Probleme der Wegwerfgesellschaft: Müllabfuhr im Stau

Abfall ist ein Riesengeschäft. Kein Wunder, dass private und kommunale Anbieter darum streiten. Aber warum regelt die Politik das nicht?

Männer in orangefarbener Kleidung neben Müllautos

Hier ist was zu holen: Mitarbeiter der Berliner Stadtreinigung Foto: dpa

BERLIN taz | Muss es eigentlich „eine“ oder „die“ Kreislaufwirtschaft heißen? Eine inzwischen ziemlich große Branche leidet darunter, dass die Antwort auf diese Frage gar nicht einfach ist. Unter „einer“ Kreislaufwirtschaft lassen sich alle möglichen Vorstellungen und Utopien summieren, etwa das Cradle-to-Cradle-Konzept, nachdem Unternehmen ihre Produkte so herstellen, dass sie im besten Falle immer Rohstoff für etwas Neues sein können. Oder die Forderung nach länger haltbaren, leichter reparierbaren Produkten.

„Die“ Kreislaufwirtschaft aber umfasst eine Branche mit rund elftausend Unternehmen, die 266.742 Menschen beschäftigen und einen Umsatz von rund 71 Milliarden Euro erzielen. Damit arbeiten dort etwa so viele Menschen wie in der Energieerzeugung. Sie sammeln oder transportieren Abfälle, arbeiten in Recyclingbetrieben und Müllverbrennungsanlagen oder entwerfen und warten die Maschinen und Anlagen, die dafür notwendig sind. Das geht aus einer neuen Studie hervor, die das Wirtschaftsberatungsinstitut Prognos im Auftrag von Branchenverbänden erstellt hat.

Diese sehen die Leistungen ihrer Mitgliedsunternehmen in Bezug auf die großen Herausforderungen Ressourcen- und Klimaschutz nicht ausreichend gewürdigt. Die Kreislaufwirtschaft habe sich von einer reinen Müllabfuhr und Stadtreinigung zu einer komplexen Wirtschaftsbranche entwickelt“, sagt Peter Kurth, Präsident des Bundesverbandes der Deutschen Entsorgungswirtschaft (BDE), einer der Auftraggeber der Studie.

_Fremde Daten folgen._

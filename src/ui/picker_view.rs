//! Fuzzy picker overlay.

use ratatui::{
    layout::{Constraint, Direction, Layout, Rect},
    style::{Modifier, Style},
    text::{Line, Span},
    widgets::{Block, Borders, Clear, List, ListItem, Paragraph},
    Frame,
};

use crate::picker::{PickerMatch, PickerState};
use crate::ui::colors::ColorScheme;
use crate::ui::tree_view::truncate_unicode;

/// Center a `width` x `height` box inside `area`.
pub fn centered_rect(area: Rect, width: u16, height: u16) -> Rect {
    let width = width.min(area.width.saturating_sub(4));
    let height = height.min(area.height.saturating_sub(2));
    let x = area.x + (area.width.saturating_sub(width)) / 2;
    let y = area.y + (area.height.saturating_sub(height)) / 2;
    Rect::new(x, y, width, height)
}

/// Render the picker: query line on top, ranked results below.
pub fn render_picker(frame: &mut Frame, area: Rect, picker: &PickerState, color_scheme: &ColorScheme) {
    let overlay_area = centered_rect(area, 80, area.height.saturating_sub(6).max(8));
    let bg = Style::default().bg(color_scheme.overlay_bg);

    frame.render_widget(Clear, overlay_area);

    let title = format!(" Open Markdown ({}/{}) ", picker.results.len(), picker.item_count());
    let block = Block::default()
        .title(title)
        .title_style(Style::default().fg(color_scheme.accent).add_modifier(Modifier::BOLD))
        .borders(Borders::ALL)
        .border_style(Style::default().fg(color_scheme.accent))
        .style(bg);

    let inner = block.inner(overlay_area);
    frame.render_widget(block, overlay_area);

    let sections = Layout::default()
        .direction(Direction::Vertical)
        .constraints([Constraint::Length(2), Constraint::Min(1)])
        .split(inner);

    let search_style = Style::default()
        .fg(color_scheme.search_fg)
        .add_modifier(Modifier::BOLD);
    let query_line = Line::from(vec![
        Span::styled("> ", search_style),
        Span::styled(picker.query.as_str(), search_style),
        Span::styled("\u{2588}", Style::default().fg(color_scheme.accent)), // Cursor
    ]);
    frame.render_widget(Paragraph::new(query_line).style(bg), sections[0]);

    let list_area = sections[1];
    if picker.results.is_empty() {
        let message = if picker.item_count() == 0 {
            "No Markdown files to search."
        } else {
            "No matches."
        };
        let empty = Paragraph::new(Span::styled(message, Style::default().fg(color_scheme.text_dim))).style(bg);
        frame.render_widget(empty, list_area);
        return;
    }

    let height = list_area.height as usize;
    let width = list_area.width as usize;
    let start = (picker.selected_index + 1).saturating_sub(height);

    let items: Vec<ListItem> = picker
        .results
        .iter()
        .enumerate()
        .skip(start)
        .take(height)
        .map(|(index, entry)| {
            ListItem::new(build_result_line(entry, index == picker.selected_index, width, color_scheme))
        })
        .collect();

    frame.render_widget(List::new(items).style(bg), list_area);
}

/// One result: the label with matched characters highlighted, then the
/// file name dimmed.
fn build_result_line(
    entry: &PickerMatch,
    is_selected: bool,
    max_width: usize,
    color_scheme: &ColorScheme,
) -> Line<'static> {
    let mut base = Style::default().fg(color_scheme.text);
    if is_selected {
        base = base.fg(color_scheme.selected).add_modifier(Modifier::REVERSED);
    }
    let highlight = base.fg(color_scheme.search_fg).add_modifier(Modifier::BOLD);

    let description = &entry.item.description;
    let label_width = max_width.saturating_sub(description.chars().count() + 4);
    let label = truncate_unicode(&entry.item.label, label_width);

    let mut spans = vec![Span::styled(if is_selected { "> " } else { "  " }, base)];
    for (index, c) in label.chars().enumerate() {
        let style = if entry.label_indices.contains(&index) {
            highlight
        } else {
            base
        };
        spans.push(Span::styled(c.to_string(), style));
    }
    spans.push(Span::raw("  "));
    spans.push(Span::styled(
        description.clone(),
        Style::default().fg(color_scheme.text_dim),
    ));

    Line::from(spans)
}
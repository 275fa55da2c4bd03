pub mod colors;
mod input;
mod layout;
mod picker_view;
mod tree_view;

pub use colors::ColorScheme;
pub use input::{handle_key, Command, InputMode};
pub use layout::render_ui;
pub use tree_view::{TreeViewState, VisibleRow};
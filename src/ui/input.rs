//! Input handling for the mdnav TUI.
//!
//! This module maps key events to commands, depending on the input mode:
//! Normal navigation, the Search picker, and the Help overlay.

use crossterm::event::{KeyCode, KeyEvent, KeyModifiers};

use crate::scanner::Mode;

/// The current input mode of the application.
#[derive(Debug, Clone, Copy, PartialEq, Eq)]
pub enum InputMode {
    /// Normal navigation mode for browsing the tree.
    Normal,
    /// Fuzzy picker overlay is open.
    Search,
    /// Help overlay showing all keyboard shortcuts.
    Help,
}

/// Commands that can be issued by the user.
#[derive(Debug, Clone, PartialEq, Eq)]
pub enum Command {
    /// Move selection up.
    MoveUp,
    /// Move selection down.
    MoveDown,
    /// Toggle the selected folder or open the selected file.
    Enter,
    /// Collapse the selected folder or jump to its parent.
    Back,
    /// Jump to the first item.
    GotoTop,
    /// Jump to the last item.
    GotoBottom,
    /// Page up navigation.
    PageUp,
    /// Page down navigation.
    PageDown,
    /// Rebuild the tree.
    Refresh,
    /// Switch to a specific discovery mode.
    SetMode(Mode),
    /// Switch to the other discovery mode.
    ToggleMode,
    /// Open the fuzzy picker.
    StartSearch,
    /// Add a character to the picker query.
    SearchInput(char),
    /// Remove the last character from the picker query.
    SearchBackspace,
    /// Open the selected picker entry.
    ConfirmSearch,
    /// Close the picker without opening anything.
    ExitSearch,
    /// Copy the path of the selected item to clipboard.
    CopyPath,
    /// Show help screen.
    ShowHelp,
    /// Hide help screen.
    HideHelp,
    /// Quit the application.
    Quit,
    /// No operation - key was not recognized or not applicable.
    Noop,
}

/// Handle a key event and return the corresponding command.
///
/// The behavior depends on the current input mode:
/// - `Normal`: Full navigation and action commands
/// - `Search`: Query editing and result selection
/// - `Help`: Any key closes the overlay
pub fn handle_key(key: KeyEvent, mode: InputMode) -> Command {
    match mode {
        InputMode::Normal => handle_normal_mode(key),
        InputMode::Search => handle_search_mode(key),
        InputMode::Help => Command::HideHelp,
    }
}

/// Handle key events in Normal mode.
fn handle_normal_mode(key: KeyEvent) -> Command {
    let ctrl = key.modifiers.contains(KeyModifiers::CONTROL);

    match key.code {
        KeyCode::Char('p') if ctrl => Command::StartSearch,
        KeyCode::Char('u') if ctrl => Command::PageUp,
        KeyCode::Char('d') if ctrl => Command::PageDown,
        KeyCode::Char('c') if ctrl => Command::Quit,

        // Navigation
        KeyCode::Char('h') | KeyCode::Left | KeyCode::Backspace => Command::Back,
        KeyCode::Char('j') | KeyCode::Down => Command::MoveDown,
        KeyCode::Char('k') | KeyCode::Up => Command::MoveUp,
        KeyCode::Char('l') | KeyCode::Right | KeyCode::Enter => Command::Enter,
        KeyCode::PageUp => Command::PageUp,
        KeyCode::PageDown => Command::PageDown,
        KeyCode::Char('g') | KeyCode::Home => Command::GotoTop,
        KeyCode::Char('G') | KeyCode::End => Command::GotoBottom,

        // Tree
        KeyCode::Char('r') | KeyCode::F(5) => Command::Refresh,
        KeyCode::Char('1') => Command::SetMode(Mode::ReadmeOnly),
        KeyCode::Char('2') => Command::SetMode(Mode::AllMarkdown),
        KeyCode::Char('m') | KeyCode::Tab => Command::ToggleMode,

        // Actions
        KeyCode::Char('/') => Command::StartSearch,
        KeyCode::Char('c') => Command::CopyPath,
        KeyCode::Char('?') => Command::ShowHelp,
        KeyCode::Char('q') | KeyCode::Esc => Command::Quit,

        _ => Command::Noop,
    }
}

/// Handle key events in Search mode. Letters always go to the query.
fn handle_search_mode(key: KeyEvent) -> Command {
    let ctrl = key.modifiers.contains(KeyModifiers::CONTROL);

    match key.code {
        KeyCode::Char('n') if ctrl => Command::MoveDown,
        KeyCode::Char('p') if ctrl => Command::MoveUp,
        KeyCode::Char('c') if ctrl => Command::ExitSearch,

        KeyCode::Esc => Command::ExitSearch,
        KeyCode::Enter => Command::ConfirmSearch,
        KeyCode::Backspace => Command::SearchBackspace,
        KeyCode::Down => Command::MoveDown,
        KeyCode::Up => Command::MoveUp,

        KeyCode::Char(c) if !c.is_control() => Command::SearchInput(c),

        _ => Command::Noop,
    }
}
/// Display rows for the children of `folder`, whose own path is `prefix`.
fn items_of(folder: &Folder, prefix: &str) -> Vec<TreeItem> {
    folder
        .sorted_children()
        .into_iter()
        .map(|(name, node)| match node {
            TreeNode::Folder(_) => TreeItem::Folder {
                name: name.to_string(),
                path: if prefix.is_empty() {
                    name.to_string()
                } else {
                    format!("{}{}{}", prefix, SEPARATOR, name)
                },
            },
            TreeNode::File(handle) => TreeItem::File {
                name: name.to_string(),
                handle: handle.clone(),
                kind: if handle.is_readme() {
                    FileKind::Readme
                } else {
                    FileKind::Markdown
                },
            },
        })
        .collect()
}
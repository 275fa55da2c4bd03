use std::cmp::Ordering;
use std::collections::BTreeMap;
use std::path::{Path, PathBuf};

use unicode_normalization::char::is_combining_mark;
use unicode_normalization::UnicodeNormalization;

/// Separator used for every logical (root-relative) path in the tree.
pub const SEPARATOR: char = '/';

/// A discovered Markdown file: its root-relative logical path plus the
/// physical location on disk.
#[derive(Debug, Clone, PartialEq, Eq, Hash)]
pub struct FileHandle {
    relative: String,
    path: PathBuf,
}

impl FileHandle {
    pub fn new(relative: impl Into<String>, path: PathBuf) -> Self {
        Self {
            relative: relative.into(),
            path,
        }
    }

    /// Root-relative path, always `/` separated.
    pub fn relative(&self) -> &str {
        &self.relative
    }

    /// Physical path on disk.
    pub fn path(&self) -> &Path {
        &self.path
    }

    /// Bare file name (last segment of the relative path).
    pub fn file_name(&self) -> &str {
        self.relative
            .rsplit(SEPARATOR)
            .next()
            .unwrap_or(&self.relative)
    }

    pub fn is_readme(&self) -> bool {
        self.file_name().eq_ignore_ascii_case("readme.md")
    }
}

/// A node of the virtual tree.
#[derive(Debug, Clone, PartialEq, Eq)]
pub enum TreeNode {
    Folder(Folder),
    File(FileHandle),
}

impl TreeNode {
    pub fn is_folder(&self) -> bool {
        matches!(self, TreeNode::Folder(_))
    }

    /// Turn this node into a folder if it is not one already and return it.
    fn make_folder(&mut self) -> &mut Folder {
        if !self.is_folder() {
            *self = TreeNode::Folder(Folder::new());
        }
        match self {
            TreeNode::Folder(folder) => folder,
            TreeNode::File(_) => unreachable!("node was replaced by a folder above"),
        }
    }
}

/// A synthesized folder. Folders only exist while some descendant file does.
#[derive(Debug, Clone, Default, PartialEq, Eq)]
pub struct Folder {
    children: BTreeMap<String, TreeNode>,
}

impl Folder {
    pub fn new() -> Self {
        Self::default()
    }

    /// Fold a flat list of file handles into a tree.
    pub fn from_handles(handles: impl IntoIterator<Item = FileHandle>) -> Self {
        let mut root = Folder::new();
        for handle in handles {
            root.insert(handle);
        }
        root
    }

    /// Insert a file, creating intermediate folders for every non-final
    /// segment of its relative path.
    ///
    /// Segment-role conflicts (a name used both as folder and as file) are not
    /// expected from a real filesystem; the later insert wins.
    pub fn insert(&mut self, handle: FileHandle) {
        let segments: Vec<String> = handle
            .relative()
            .split(SEPARATOR)
            .filter(|s| !s.is_empty())
            .map(str::to_string)
            .collect();

        let Some((leaf, dirs)) = segments.split_last() else {
            return;
        };

        let mut current: &mut Folder = self;
        for dir in dirs {
            current = current
                .children
                .entry(dir.clone())
                .or_insert_with(|| TreeNode::Folder(Folder::new()))
                .make_folder();
        }
        current.children.insert(leaf.clone(), TreeNode::File(handle));
    }

    /// Total number of files below this folder.
    pub fn file_count(&self) -> usize {
        self.children
            .values()
            .map(|node| match node {
                TreeNode::Folder(folder) => folder.file_count(),
                TreeNode::File(_) => 1,
            })
            .sum()
    }

    /// Resolve a `/` separated folder path relative to this folder.
    /// The empty path resolves to `self`.
    pub fn folder_at(&self, path: &str) -> Option<&Folder> {
        let mut current = self;
        for segment in path.split(SEPARATOR).filter(|s| !s.is_empty()) {
            match current.children.get(segment)? {
                TreeNode::Folder(folder) => current = folder,
                TreeNode::File(_) => return None,
            }
        }
        Some(current)
    }

    /// Children in display order: folders first, then files, each group in
    /// locale-aware ascending order by name.
    pub fn sorted_children(&self) -> Vec<(&str, &TreeNode)> {
        let mut entries: Vec<(&str, &TreeNode)> = self
            .children
            .iter()
            .map(|(name, node)| (name.as_str(), node))
            .collect();

        entries.sort_by(|(a_name, a), (b_name, b)| {
            b.is_folder()
                .cmp(&a.is_folder())
                .then_with(|| locale_compare(a_name, b_name))
        });

        entries
    }

    /// Depth-first list of `(full relative path, handle)` pairs.
    pub fn flatten(&self) -> Vec<(String, FileHandle)> {
        let mut acc = Vec::new();
        flatten_into(self, "", &mut acc);
        acc
    }
}

#[cfg(test)]
impl Folder {
    pub fn is_empty(&self) -> bool {
        self.children.is_empty()
    }

    /// Number of direct children.
    pub fn len(&self) -> usize {
        self.children.len()
    }

    pub fn get(&self, name: &str) -> Option<&TreeNode> {
        self.children.get(name)
    }
}

/// Append every file below `folder` to `acc`, joining names onto `prefix`.
pub fn flatten_into(folder: &Folder, prefix: &str, acc: &mut Vec<(String, FileHandle)>) {
    for (name, node) in &folder.children {
        let path = if prefix.is_empty() {
            name.clone()
        } else {
            format!("{}{}{}", prefix, SEPARATOR, name)
        };

        match node {
            TreeNode::File(handle) => acc.push((path, handle.clone())),
            TreeNode::Folder(child) => flatten_into(child, &path, acc),
        }
    }
}

/// Case-aware, locale-style string ordering.
///
/// Names compare by base letters first, ignoring case and accents, so `é`
/// sorts between `e` and `f`. Ties are broken by accents, then by case
/// (lowercase first), then by code points.
pub fn locale_compare(a: &str, b: &str) -> Ordering {
    base_key(a)
        .cmp(&base_key(b))
        .then_with(|| fold_case(a).cmp(&fold_case(b)))
        .then_with(|| case_order(a, b))
        .then_with(|| a.cmp(b))
}

fn base_key(s: &str) -> Vec<char> {
    s.nfd()
        .filter(|c| !is_combining_mark(*c))
        .flat_map(char::to_lowercase)
        .collect()
}

fn fold_case(s: &str) -> Vec<char> {
    s.nfd().flat_map(char::to_lowercase).collect()
}

fn case_order(a: &str, b: &str) -> Ordering {
    for (x, y) in a.chars().zip(b.chars()) {
        if x == y {
            continue;
        }
        if x.is_lowercase() && y.is_uppercase() {
            return Ordering::Less;
        }
        if x.is_uppercase() && y.is_lowercase() {
            return Ordering::Greater;
        }
    }
    Ordering::Equal
}

#[cfg(test)]
mod tests {
    use super::*;
    use std::collections::HashSet;

    fn handle(relative: &str) -> FileHandle {
        FileHandle::new(relative, PathBuf::from("/ws").join(relative))
    }

    fn names(folder: &Folder) -> Vec<&str> {
        folder.sorted_children().into_iter().map(|(n, _)| n).collect()
    }

    #[test]
    fn test_empty_build() {
        let tree = Folder::from_handles(Vec::new());
        assert!(tree.is_empty());
        assert_eq!(tree.len(), 0);
        assert!(tree.flatten().is_empty());
    }

    #[test]
    fn test_nested_folders_created() {
        let tree = Folder::from_handles(vec![handle("a/b/c/README.md")]);

        let a = tree.folder_at("a").unwrap();
        let b = tree.folder_at("a/b").unwrap();
        let c = tree.folder_at("a/b/c").unwrap();

        assert_eq!(a.len(), 1);
        assert_eq!(b.len(), 1);
        assert!(matches!(c.get("README.md"), Some(TreeNode::File(_))));
        assert_eq!(tree.file_count(), 1);
    }

    #[test]
    fn test_round_trip_independent_of_order() {
        let paths = [
            "README.md",
            "docs/README.md",
            "docs/guide.md",
            "docs/api/v1.md",
            "crates/core/README.md",
        ];

        let forward: Vec<FileHandle> = paths.iter().map(|p| handle(p)).collect();
        let backward: Vec<FileHandle> = paths.iter().rev().map(|p| handle(p)).collect();

        let expected: HashSet<(String, FileHandle)> = paths
            .iter()
            .map(|p| (p.to_string(), handle(p)))
            .collect();

        let a: HashSet<_> = Folder::from_handles(forward).flatten().into_iter().collect();
        let b: HashSet<_> = Folder::from_handles(backward).flatten().into_iter().collect();

        assert_eq!(a, expected);
        assert_eq!(b, expected);
    }

    #[test]
    fn test_folders_before_files() {
        let tree = Folder::from_handles(vec![
            handle("b.md"),
            handle("A/README.md"),
            handle("a.md"),
        ]);

        assert_eq!(names(&tree), vec!["A", "a.md", "b.md"]);
    }

    #[test]
    fn test_locale_compare() {
        assert_eq!(locale_compare("apple", "Banana"), Ordering::Less);
        assert_eq!(locale_compare("Zeta", "alpha"), Ordering::Greater);
        assert_eq!(locale_compare("a", "A"), Ordering::Less);
        assert_eq!(locale_compare("readme.md", "README.md"), Ordering::Less);
        assert_eq!(locale_compare("same", "same"), Ordering::Equal);

        assert_eq!(locale_compare("éclair.md", "faq.md"), Ordering::Less);
        assert_eq!(locale_compare("eclair.md", "éclair.md"), Ordering::Less);
        assert_eq!(locale_compare("Éclair.md", "eclair.md"), Ordering::Greater);

        let tree = Folder::from_handles(vec![handle("zeta.md"), handle("éclair.md"), handle("faq.md")]);
        assert_eq!(names(&tree), vec!["éclair.md", "faq.md", "zeta.md"]);
    }

    #[test]
    fn test_folder_at_missing_or_file() {
        let tree = Folder::from_handles(vec![handle("docs/guide.md")]);
        assert!(tree.folder_at("").is_some());
        assert!(tree.folder_at("nope").is_none());
        assert!(tree.folder_at("docs/guide.md").is_none());
    }

    #[test]
    fn test_file_handle_names() {
        let h = handle("docs/Readme.MD");
        assert_eq!(h.file_name(), "Readme.MD");
        assert!(h.is_readme());
        assert!(!handle("docs/guide.md").is_readme());
        assert_eq!(handle("top.md").file_name(), "top.md");
    }

    #[test]
    fn test_later_insert_wins_on_conflict() {
        let mut tree = Folder::new();
        tree.insert(handle("x"));
        tree.insert(handle("x/inner.md"));
        assert!(tree.folder_at("x").is_some());
        assert_eq!(tree.file_count(), 1);
    }
}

Doch die Branche bleibt gefangen in der zähen Auseinandersetzung von Privatunternehmen mit kommunalen Unternehmen um Zuständigkeiten für und Zugriffsrechte auf Abfallströme. Mehrere Bundesregierungen haben sich an dem Konflikt abgearbeitet. Das Wertstoffgesetz, die Ersatzbaustoffverordnung, die Gewerbeabfallverordnung stecken im Gesetzgebungsprozess fest. Inzwischen werden schon winzige Trippelschritte von Umweltverbänden als Fortschritt begrüßt: So vermeldete die Deutsche Umwelthilfe (DUH) kürzlich erfreut, dass das Umweltministerium die sogenannte Heizwertklausel aus dem Kreislaufwirtschaftsgesetz gestrichen hat.

Das bewirkt, dass im Gesetz die stoffliche Verwertung von Abfall – aus Kunststoffgranulat werden Blumentöpfe oder Abflussrohre – künftig Vorrang hat vor der energetischen Verwertung, also dem Verbrennen etwa in Müllverbrennungsanlagen. Mit dem Streichen der Heizwertklausel werde ein „Fehler mit negativen Folgen für die Recyclingindustrie“ korrigiert, sagt Jürgen Resch, Bundesgeschäftsführer der DUH. Er geht davon aus, dass künftig rund 100.000 Tonnen Chemieabfälle und 80.000 Tonnen Sperrmüll und Altreifen zusätzlich recycelt und nicht mehr verbrannt werden.

Allerdings: Verbrannt werden noch immer gigantische Mengen Abfall: Laut der Studie von Prognos waren es 2013 rund 46,1 Millionen Tonnen – und damit mehr als ein Viertel der jährlichen Gesamtmenge von knapp 400 Millionen Tonnen Abfall. Es gebe zu viele Müllöfen in Deutschland, die Recyclingquoten seien zu gering, bemängelt Sascha Roth, Abfallexperte des Naturschutzbundes Nabu. Nötig seien ein Wertstoffgesetz und eine Reform der Gewerbeabfallverordnung. Greifbare Lösungen würden in die Zukunft verschoben und die Politik zeige wenig Bereitschaft, einen klaren Rechtsrahmen vorzugeben, so Roth.